Empty school busses
So, here I am trying to find solutions to the critical century; what impact do empty school busses have in this grand scheme?
I keep harping at systems. Our systems are flawed. They are bloated and stiff. We need systems that are, instead, streamlined and malleable. Only then will we keep up with fast changing chaotic social, fiscal, political and environment realities.
Back to my bus. School busses around the world cost too much. They are often empty or carry just a few students. The reason is simple. There are only two sizes of school bus: big and bigger. Take my daughter’s middle school. On any given day there are about thirty busses parked outside ready to take the students home. Some are filled to the brim while others are three quarters empty. The problem is that if you do the math, others have, the numbers do not add up: there is a deficit. Our busses are more on the empty than the full side. This is true in our county and in many others world wide.

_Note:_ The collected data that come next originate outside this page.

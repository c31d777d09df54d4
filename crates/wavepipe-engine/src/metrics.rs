use std::sync::atomic::{AtomicU64, Ordering};

use serde::{Deserialize, Serialize};

/// Point-in-time copy of a stream's counters.
#[derive(Debug, Clone, Copy, Default, PartialEq, Eq, Serialize, Deserialize)]
pub struct MetricsSnapshot {
    pub xruns: u64,
    pub suspends: u64,
    pub recoveries: u64,
    pub fatal_errors: u64,
    pub transfer_failures: u64,
    pub bytes_transferred: u64,
    pub buffers_completed: u64,
}

/// Counters updated by the engine thread and read from any thread.
#[derive(Debug, Default)]
pub struct StreamMetrics {
    xruns: AtomicU64,
    suspends: AtomicU64,
    recoveries: AtomicU64,
    fatal_errors: AtomicU64,
    transfer_failures: AtomicU64,
    bytes_transferred: AtomicU64,
    buffers_completed: AtomicU64,
}

impl StreamMetrics {
    pub fn new() -> Self {
        Self::default()
    }

    #[inline]
    pub fn register_xrun(&self) {
        self.xruns.fetch_add(1, Ordering::Relaxed);
    }

    #[inline]
    pub fn register_suspend(&self) {
        self.suspends.fetch_add(1, Ordering::Relaxed);
    }

    #[inline]
    pub fn register_recovery(&self) {
        self.recoveries.fetch_add(1, Ordering::Relaxed);
    }

    #[inline]
    pub fn register_fatal(&self) {
        self.fatal_errors.fetch_add(1, Ordering::Relaxed);
    }

    #[inline]
    pub fn register_transfer_failure(&self) {
        self.transfer_failures.fetch_add(1, Ordering::Relaxed);
    }

    #[inline]
    pub fn add_bytes(&self, bytes: usize) {
        self.bytes_transferred
            .fetch_add(bytes as u64, Ordering::Relaxed);
    }

    #[inline]
    pub fn add_completed(&self) {
        self.buffers_completed.fetch_add(1, Ordering::Relaxed);
    }

    pub fn snapshot(&self) -> MetricsSnapshot {
        MetricsSnapshot {
            xruns: self.xruns.load(Ordering::Relaxed),
            suspends: self.suspends.load(Ordering::Relaxed),
            recoveries: self.recoveries.load(Ordering::Relaxed),
            fatal_errors: self.fatal_errors.load(Ordering::Relaxed),
            transfer_failures: self.transfer_failures.load(Ordering::Relaxed),
            bytes_transferred: self.bytes_transferred.load(Ordering::Relaxed),
            buffers_completed: self.buffers_completed.load(Ordering::Relaxed),
        }
    }
}
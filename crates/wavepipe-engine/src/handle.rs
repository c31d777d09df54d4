//! Caller-side handle of a queued stream.

use std::sync::Arc;
use std::thread::{self, JoinHandle};

use parking_lot::Mutex;
use wavepipe_backends::{select_transfer, ControlDevice, PcmDevice, PcmError};
use wavepipe_rt::{Direction, PcmFormat, QueueError, StreamState, StreamTime, TimeFormat};

use crate::buffer::WaveBuffer;
use crate::config::EngineConfig;
use crate::device::{Command, DeviceEngine, Ring, StreamShared};
use crate::error::{EngineError, SubmitError};
use crate::feeder::BufferFeeder;
use crate::metrics::{MetricsSnapshot, StreamMetrics};
use crate::mixer::{MixerControl, VolumeReading};
use crate::recovery::ErrorRecovery;
use crate::rt::promote_current_thread;
use crate::sink::NotificationSink;

/// An open playback or capture stream.
///
/// Every method may be called from any thread. Transport commands block until
/// the engine thread has carried them out; [`StreamHandle::submit`] never
/// blocks.
pub struct StreamHandle {
    ring: Arc<Ring>,
    /// Serializes this handle's synchronous commands.
    sync_gate: Mutex<()>,
    shared: Arc<StreamShared>,
    format: PcmFormat,
    direction: Direction,
    hardware_id: String,
    mixer: Mutex<MixerControl>,
    volume_element: String,
    thread: Mutex<Option<JoinHandle<()>>>,
}

impl StreamHandle {
    /// Validates `format` against the opened hardware and starts the engine
    /// thread. Nothing is started when the format is rejected.
    pub fn open(
        format: PcmFormat,
        pcm: Box<dyn PcmDevice>,
        control: Option<Box<dyn ControlDevice>>,
        sink: Box<dyn NotificationSink>,
        config: &EngineConfig,
    ) -> Result<Self, EngineError> {
        format.validate()?;
        let params = pcm.params().clone();
        if params.format != format {
            return Err(EngineError::UnsupportedFormat(format!(
                "requested {format:?}, hardware negotiated {:?}",
                params.format
            )));
        }
        let transfer = select_transfer(config.transfer, &params).map_err(|err| match err {
            PcmError::NotSupported => EngineError::MmapUnsupported,
            other => EngineError::Hardware(other),
        })?;

        let direction = pcm.direction();
        let hardware_id = pcm.hardware_id().to_string();
        let metrics = Arc::new(StreamMetrics::new());
        let shared = Arc::new(StreamShared::new(Arc::clone(&metrics)));
        let ring = Arc::new(Ring::with_increment(config.ring_increment));
        let feeder = BufferFeeder::new(transfer, params.period_time());
        let recovery = ErrorRecovery::new(config.suspend_policy(), metrics);
        let engine = DeviceEngine::new(
            pcm,
            feeder,
            recovery,
            sink,
            Arc::clone(&ring),
            Arc::clone(&shared),
        );

        let priority = config.realtime_priority;
        let thread = thread::Builder::new()
            .name("wavepipe-engine".into())
            .spawn(move || {
                if let Some(priority) = priority {
                    promote_current_thread(priority);
                }
                engine.run();
            })
            .map_err(|err| EngineError::Thread(err.to_string()))?;

        tracing::info!(
            device = %hardware_id,
            ?direction,
            rate = format.sample_rate,
            channels = format.channels,
            "stream opened"
        );
        Ok(Self {
            ring,
            sync_gate: Mutex::new(()),
            shared,
            format,
            direction,
            hardware_id,
            mixer: Mutex::new(MixerControl::new(control)),
            volume_element: config.volume_element.clone(),
            thread: Mutex::new(Some(thread)),
        })
    }

    pub fn format(&self) -> PcmFormat {
        self.format
    }

    pub fn direction(&self) -> Direction {
        self.direction
    }

    pub fn hardware_id(&self) -> &str {
        &self.hardware_id
    }

    pub fn state(&self) -> StreamState {
        self.shared.state()
    }

    pub fn metrics(&self) -> MetricsSnapshot {
        self.shared.metrics.snapshot()
    }

    pub fn start(&self) -> Result<(), EngineError> {
        self.send(Command::Start)
    }

    pub fn pause(&self) -> Result<(), EngineError> {
        self.send(Command::Pause)
    }

    pub fn resume(&self) -> Result<(), EngineError> {
        self.send(Command::Resume)
    }

    /// Stops the stream and returns every queued buffer as a forced
    /// completion before this call returns.
    pub fn reset(&self) -> Result<(), EngineError> {
        self.send(Command::Reset)
    }

    pub fn break_loop(&self) -> Result<(), EngineError> {
        self.send(Command::BreakLoop)
    }

    /// Closes the stream and joins the engine thread. Refused with
    /// [`EngineError::StillPlaying`] while buffers are queued.
    pub fn close(&self) -> Result<(), EngineError> {
        self.send(Command::Close)?;
        self.join();
        tracing::info!(device = %self.hardware_id, "stream closed");
        Ok(())
    }

    /// Hands `buffer` to the engine. On refusal the buffer comes back inside
    /// the error.
    pub fn submit(&self, mut buffer: WaveBuffer) -> Result<(), SubmitError> {
        if !buffer.is_prepared() {
            return Err(SubmitError::new(EngineError::BufferNotPrepared, buffer));
        }
        if buffer.is_queued() {
            return Err(SubmitError::new(EngineError::BufferStillQueued, buffer));
        }
        let block_align = self.format.block_align();
        if buffer.len() % block_align != 0 {
            let error = EngineError::UnalignedBuffer {
                len: buffer.len(),
                block_align,
            };
            return Err(SubmitError::new(error, buffer));
        }

        buffer.mark_queued();
        self.ring.post(Command::Submit(buffer)).map_err(|rejected| {
            let error = self.queue_error(rejected.reason);
            let mut buffer = rejected
                .command
                .into_buffer()
                .unwrap_or_else(|| WaveBuffer::new(Vec::new()));
            buffer.unmark_queued();
            SubmitError::new(error, buffer)
        })
    }

    /// Position of the stream, refreshed from the hardware first.
    pub fn position(&self, format: TimeFormat) -> Result<StreamTime, EngineError> {
        self.send(Command::UpdatePosition)?;
        Ok(self.format.to_time(self.shared.confirmed(), format))
    }

    pub fn volume(&self) -> Result<VolumeReading, EngineError> {
        self.ensure_open()?;
        self.mixer.lock().get(&self.volume_element)
    }

    pub fn set_volume(&self, left: Option<u16>, right: Option<u16>) -> Result<(), EngineError> {
        self.ensure_open()?;
        self.mixer.lock().set(&self.volume_element, left, right)
    }

    fn ensure_open(&self) -> Result<(), EngineError> {
        if self.shared.is_gone() {
            Err(EngineError::DeviceGone)
        } else if self.ring.is_closed() {
            Err(EngineError::NotOpen)
        } else {
            Ok(())
        }
    }

    fn send(&self, command: Command) -> Result<(), EngineError> {
        let _gate = self.sync_gate.lock();
        match self.ring.send_wait(command) {
            Ok(reply) => reply,
            Err(err) => Err(self.queue_error(err)),
        }
    }

    fn queue_error(&self, err: QueueError) -> EngineError {
        match err {
            QueueError::Closed | QueueError::Disconnected if self.shared.is_gone() => {
                EngineError::DeviceGone
            }
            QueueError::Closed => EngineError::NotOpen,
            QueueError::Disconnected => EngineError::DeviceGone,
            other => EngineError::Queue(other),
        }
    }

    fn join(&self) {
        let Some(thread) = self.thread.lock().take() else {
            return;
        };
        if let Err(err) = thread.join() {
            tracing::error!(?err, "engine thread panicked");
        }
    }
}

impl Drop for StreamHandle {
    fn drop(&mut self) {
        if !self.ring.is_closed() {
            if let Err(err) = self.reset().and_then(|()| self.close()) {
                tracing::warn!(%err, "stream dropped while open, abandoning it");
                self.ring.close();
            }
        }
        self.join();
    }
}
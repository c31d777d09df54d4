use std::path::{Path, PathBuf};
use std::sync::Arc;
use std::thread;
use std::time::{Duration, Instant};

use anyhow::{bail, Context, Result};
use clap::{Args, Parser, Subcommand, ValueEnum};
use tracing_subscriber::EnvFilter;
use wavepipe_backends::{
    cpal_backend, CapturePattern, PcmDevice, SimClock, SimConfig, SimulatedPcm,
};
use wavepipe_engine::{
    config, ChannelSink, Direction, DirectRenderer, DirectStreamSession, EngineConfig, EngineError, PcmFormat,
    RegionInfo, SampleEncoding, StreamEvent, StreamHandle, StreamTime, TimeFormat, WaveBuffer,
};

/// How long to wait for the engine before giving up on a stalled stream.
const STALL_TIMEOUT: Duration = Duration::from_secs(10);

fn main() -> Result<()> {
    tracing_subscriber::fmt()
        .with_env_filter(EnvFilter::from_default_env())
        .try_init()
        .ok();

    let Cli { output, command } = Cli::parse();
    let mut settings = config::load();
    if let Some(device) = &output.device {
        settings.device = Some(device.clone());
    }
    if output.direct {
        settings.prefer_direct = true;
    }
    match command {
        Commands::Play(args) => execute_play(&output, &settings, args),
        Commands::Record(args) => execute_record(&output, &settings, args),
        Commands::Config(args) => execute_config(settings, args),
    }
}

#[derive(Parser)]
#[command(author, version, about = "Stream audio through the wavepipe engine")]
struct Cli {
    #[command(flatten)]
    output: DeviceArgs,
    #[command(subcommand)]
    command: Commands,
}

#[derive(Subcommand)]
enum Commands {
    /// Play a WAV file.
    Play(PlayArgs),
    /// Record from the simulated capture device into a WAV file.
    Record(RecordArgs),
    /// Show or store engine settings.
    Config(ConfigArgs),
}

#[derive(Args)]
struct DeviceArgs {
    /// Output device name. Overrides the configured device.
    #[arg(long, global = true)]
    device: Option<String>,
    /// Use the simulated device instead of real hardware.
    #[arg(long, global = true)]
    sim: bool,
    /// Stream straight into the hardware ring instead of queueing buffers.
    #[arg(long, global = true)]
    direct: bool,
    /// Frames per hardware period.
    #[arg(long, global = true, default_value_t = 1024)]
    period_frames: usize,
    /// Periods in the hardware ring.
    #[arg(long, global = true, default_value_t = 4)]
    periods: usize,
}

#[derive(Args)]
struct PlayArgs {
    /// WAV file to play.
    file: PathBuf,
    /// Length of each submitted buffer in milliseconds.
    #[arg(long, default_value_t = 100)]
    buffer_ms: u32,
    /// Buffers kept in flight.
    #[arg(long, default_value_t = 4)]
    queue: usize,
    /// Play the whole file this many times.
    #[arg(long)]
    loops: Option<u32>,
}

#[derive(Args)]
struct RecordArgs {
    /// Destination WAV file.
    file: PathBuf,
    /// Recording length in seconds.
    #[arg(long, default_value_t = 1.0)]
    seconds: f32,
    #[arg(long, default_value_t = 44_100)]
    rate: u32,
    #[arg(long, default_value_t = 2)]
    channels: u16,
    /// Length of each capture buffer in milliseconds.
    #[arg(long, default_value_t = 100)]
    buffer_ms: u32,
    /// Content produced by the simulated device.
    #[arg(long, value_enum, default_value_t = Pattern::Ramp)]
    pattern: Pattern,
}

#[derive(Args)]
struct ConfigArgs {
    /// Write the effective settings back to the settings file.
    #[arg(long)]
    save: bool,
}

#[derive(Clone, Copy, Debug, ValueEnum)]
enum Pattern {
    Silence,
    Ramp,
}

impl From<Pattern> for CapturePattern {
    fn from(pattern: Pattern) -> Self {
        match pattern {
            Pattern::Silence => CapturePattern::Silence,
            Pattern::Ramp => CapturePattern::Ramp,
        }
    }
}

fn sim_config(args: &DeviceArgs) -> SimConfig {
    SimConfig {
        period_frames: args.period_frames,
        periods: args.periods,
        clock: SimClock::realtime(),
        tap: false,
        ..SimConfig::default()
    }
}

fn open_output(
    args: &DeviceArgs,
    settings: &EngineConfig,
    format: PcmFormat,
) -> Result<Box<dyn PcmDevice>> {
    if args.sim {
        return Ok(Box::new(SimulatedPcm::playback(format, sim_config(args))));
    }
    cpal_backend::open_output(
        settings.device.as_deref(),
        format,
        args.period_frames,
        args.periods,
    )
    .context("failed to open output device")
}

fn execute_play(output: &DeviceArgs, settings: &EngineConfig, args: PlayArgs) -> Result<()> {
    let (format, data) = read_wav(&args.file)?;
    println!(
        "Playing {} ({} Hz, {} channels, {:?}, {} ms)",
        args.file.display(),
        format.sample_rate,
        format.channels,
        format.encoding,
        format.millis_of(data.len() as u64)
    );
    let pcm = open_output(output, settings, format)?;

    if settings.prefer_direct {
        let data = Arc::new(data);
        let renderer: Box<dyn DirectRenderer> = Box::new(file_renderer(
            format,
            Arc::clone(&data),
            args.loops.unwrap_or(1),
        ));
        match DirectStreamSession::open(pcm, Some(renderer), settings) {
            Ok(session) => return play_direct(session, data.len(), args.loops.unwrap_or(1)),
            Err(EngineError::MmapUnsupported) => {
                tracing::warn!("device has no mapped access, using the buffer queue");
            }
            Err(err) => return Err(err).context("failed to open direct session"),
        }
        let pcm = open_output(output, settings, format)?;
        let data = Arc::try_unwrap(data).unwrap_or_else(|shared| shared.as_ref().clone());
        return play_queued(pcm, settings, format, data, &args);
    }
    play_queued(pcm, settings, format, data, &args)
}

/// Splits `data` into prepared buffers of about `buffer_ms`, marking the
/// whole file as one loop when `loops` is given.
fn chunks_of(
    format: PcmFormat,
    data: &[u8],
    buffer_ms: u32,
    loops: Option<u32>,
) -> Result<Vec<WaveBuffer>, EngineError> {
    let frames = (format.sample_rate as usize * buffer_ms.max(1) as usize / 1000).max(1);
    let chunks: Vec<&[u8]> = data.chunks(format.frames_to_bytes(frames)).collect();
    let last = chunks.len().saturating_sub(1);
    chunks
        .into_iter()
        .enumerate()
        .map(|(index, bytes)| {
            let mut buffer = WaveBuffer::new(bytes.to_vec()).with_user(index as u64);
            if let Some(loops) = loops {
                buffer = buffer.with_loop(index == 0, index == last, loops);
            }
            buffer.prepare()?;
            Ok(buffer)
        })
        .collect()
}

fn play_queued(
    pcm: Box<dyn PcmDevice>,
    settings: &EngineConfig,
    format: PcmFormat,
    data: Vec<u8>,
    args: &PlayArgs,
) -> Result<()> {
    let (sink, events) = ChannelSink::new();
    let handle = StreamHandle::open(format, pcm, None, Box::new(sink), settings)
        .context("failed to open stream")?;

    let buffers = chunks_of(format, &data, args.buffer_ms, args.loops)?;
    let total = buffers.len();
    if total == 0 {
        bail!("{} contains no audio", args.file.display());
    }

    // A loop must be queued completely before it can repeat.
    let window = if args.loops.is_some() {
        total
    } else {
        args.queue.max(1)
    };
    let mut pending = buffers.into_iter();
    for buffer in pending.by_ref().take(window) {
        handle.submit(buffer).map_err(|rejected| rejected.error)?;
    }

    let started = Instant::now();
    let mut completed = 0;
    while completed < total {
        let event = events
            .recv_timeout(STALL_TIMEOUT)
            .context("stream stalled")?;
        match event {
            StreamEvent::BufferCompleted { buffer, forced } => {
                tracing::debug!(user = buffer.user(), forced, "buffer returned");
                completed += 1;
                if let Some(next) = pending.next() {
                    handle.submit(next).map_err(|rejected| rejected.error)?;
                }
            }
            StreamEvent::Closed => bail!("output device was lost"),
            StreamEvent::Opened => {}
        }
    }

    if let StreamTime::Millis(millis) = handle.position(TimeFormat::Millis)? {
        println!(
            "Played {millis} ms in {:.2} s",
            started.elapsed().as_secs_f32()
        );
    }
    let metrics = handle.metrics();
    println!(
        "{} buffers, {} bytes, {} xruns, {} recoveries",
        metrics.buffers_completed, metrics.bytes_transferred, metrics.xruns, metrics.recoveries
    );
    handle.close()?;
    Ok(())
}

/// Renders `loops` passes of `data`, then silence.
fn file_renderer(
    format: PcmFormat,
    data: Arc<Vec<u8>>,
    loops: u32,
) -> impl FnMut(&mut [u8], RegionInfo) + Send {
    let silence = format.encoding.silence_byte();
    let total = data.len() as u64 * u64::from(loops.max(1));
    move |region: &mut [u8], info: RegionInfo| {
        for (index, byte) in region.iter_mut().enumerate() {
            let position = info.commit_position + index as u64;
            *byte = if position < total {
                data[(position % data.len() as u64) as usize]
            } else {
                silence
            };
        }
    }
}

fn play_direct(mut session: DirectStreamSession, len: usize, loops: u32) -> Result<()> {
    if len == 0 {
        bail!("file contains no audio");
    }
    // Everything has been committed once a full ring of silence follows it.
    let end = len as u64 * u64::from(loops.max(1)) + session.buffer_len() as u64;
    let started = Instant::now();
    session.start()?;
    let mut last_progress = (Instant::now(), 0);
    while session.commit_position() < end {
        if !session.is_running() {
            break;
        }
        let committed = session.commit_position();
        if committed != last_progress.1 {
            last_progress = (Instant::now(), committed);
        } else if last_progress.0.elapsed() > STALL_TIMEOUT {
            bail!("direct stream stalled");
        }
        thread::sleep(Duration::from_millis(10));
    }
    session.stop()?;

    let metrics = session.metrics();
    println!(
        "Streamed {} bytes directly in {:.2} s, {} xruns",
        metrics.bytes_transferred,
        started.elapsed().as_secs_f32(),
        metrics.xruns
    );
    Ok(())
}

fn execute_record(output: &DeviceArgs, settings: &EngineConfig, args: RecordArgs) -> Result<()> {
    let format = PcmFormat::new(SampleEncoding::S16Le, args.channels, args.rate);
    format.validate()?;
    let config = SimConfig {
        capture: args.pattern.into(),
        ..sim_config(output)
    };
    let pcm = SimulatedPcm::new(Direction::Capture, format, config);
    let (sink, events) = ChannelSink::new();
    let handle = StreamHandle::open(format, Box::new(pcm), None, Box::new(sink), settings)
        .context("failed to open capture stream")?;

    let frames_wanted = (args.seconds.max(0.0) * args.rate as f32) as usize;
    let buffer_frames = (args.rate as usize * args.buffer_ms.max(1) as usize / 1000).max(1);
    let buffers = frames_wanted.div_ceil(buffer_frames);
    for index in 0..buffers {
        let frames = buffer_frames.min(frames_wanted - index * buffer_frames);
        let mut buffer = WaveBuffer::for_capture(&format, frames).with_user(index as u64);
        buffer.prepare()?;
        handle.submit(buffer).map_err(|rejected| rejected.error)?;
    }
    handle.start()?;

    let spec = hound::WavSpec {
        channels: args.channels,
        sample_rate: args.rate,
        bits_per_sample: 16,
        sample_format: hound::SampleFormat::Int,
    };
    let mut writer = hound::WavWriter::create(&args.file, spec)
        .with_context(|| format!("failed to create {}", args.file.display()))?;
    let mut received = 0;
    while received < buffers {
        match events.recv_timeout(STALL_TIMEOUT).context("capture stalled")? {
            StreamEvent::BufferCompleted { buffer, .. } => {
                received += 1;
                for sample in buffer.recorded().chunks_exact(2) {
                    writer.write_sample(i16::from_le_bytes([sample[0], sample[1]]))?;
                }
            }
            StreamEvent::Closed => bail!("capture device was lost"),
            StreamEvent::Opened => {}
        }
    }
    writer.finalize()?;

    handle.reset()?;
    handle.close()?;
    println!(
        "Recorded {} frames to {}",
        frames_wanted,
        args.file.display()
    );
    Ok(())
}

fn execute_config(settings: EngineConfig, args: ConfigArgs) -> Result<()> {
    match config::settings_path() {
        Some(path) => println!("Settings file: {}", path.display()),
        None => println!("No settings directory on this system"),
    }
    println!("{}", serde_json::to_string_pretty(&settings)?);
    if args.save {
        let path = config::settings_path().context("no settings directory on this system")?;
        settings.save_to(&path)?;
        println!("Saved.");
    }
    Ok(())
}

/// Reads a WAV file into interleaved little-endian bytes.
fn read_wav(path: &Path) -> Result<(PcmFormat, Vec<u8>)> {
    let mut reader = hound::WavReader::open(path)
        .with_context(|| format!("failed to open {}", path.display()))?;
    let spec = reader.spec();
    let encoding = match (spec.sample_format, spec.bits_per_sample) {
        (hound::SampleFormat::Int, 8) => SampleEncoding::U8,
        (hound::SampleFormat::Int, 16) => SampleEncoding::S16Le,
        (hound::SampleFormat::Int, 24) => SampleEncoding::S24Le,
        (hound::SampleFormat::Int, 32) => SampleEncoding::S32Le,
        (hound::SampleFormat::Float, 32) => SampleEncoding::F32Le,
        (format, bits) => bail!("unsupported WAV encoding: {bits}-bit {format:?}"),
    };
    let format = PcmFormat::new(encoding, spec.channels, spec.sample_rate);
    format.validate()?;

    let mut data = Vec::with_capacity(reader.len() as usize * encoding.bytes());
    match encoding {
        SampleEncoding::F32Le => {
            for sample in reader.samples::<f32>() {
                data.extend_from_slice(&sample?.to_le_bytes());
            }
        }
        SampleEncoding::U8 => {
            // hound hands out 8-bit samples re-centred on zero.
            for sample in reader.samples::<i8>() {
                data.push((i16::from(sample?) + 128) as u8);
            }
        }
        _ => {
            let width = encoding.bytes();
            for sample in reader.samples::<i32>() {
                data.extend_from_slice(&sample?.to_le_bytes()[..width]);
            }
        }
    }
    // Drop a trailing partial frame.
    data.truncate(data.len() / format.block_align() * format.block_align());
    Ok((format, data))
}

Whatever happened to fuzzy thinking? With our computing power, is it not possible, every single day, to tailor the bus fleet and routes to the real number of children? To solve national deficit problems quickly, whether in the USA or in Greece, we should stop bickering about cuts and instead all focus on fixing systems that drain our economies of hard earned liquidity. Don’t cut, improve! I do realize that improvement will often result in cuts, but in other cases it might result in growth. The point is that we should change our criteria for change. It’s neither about revenue or expenditures: it’s about efficiencies. Got it?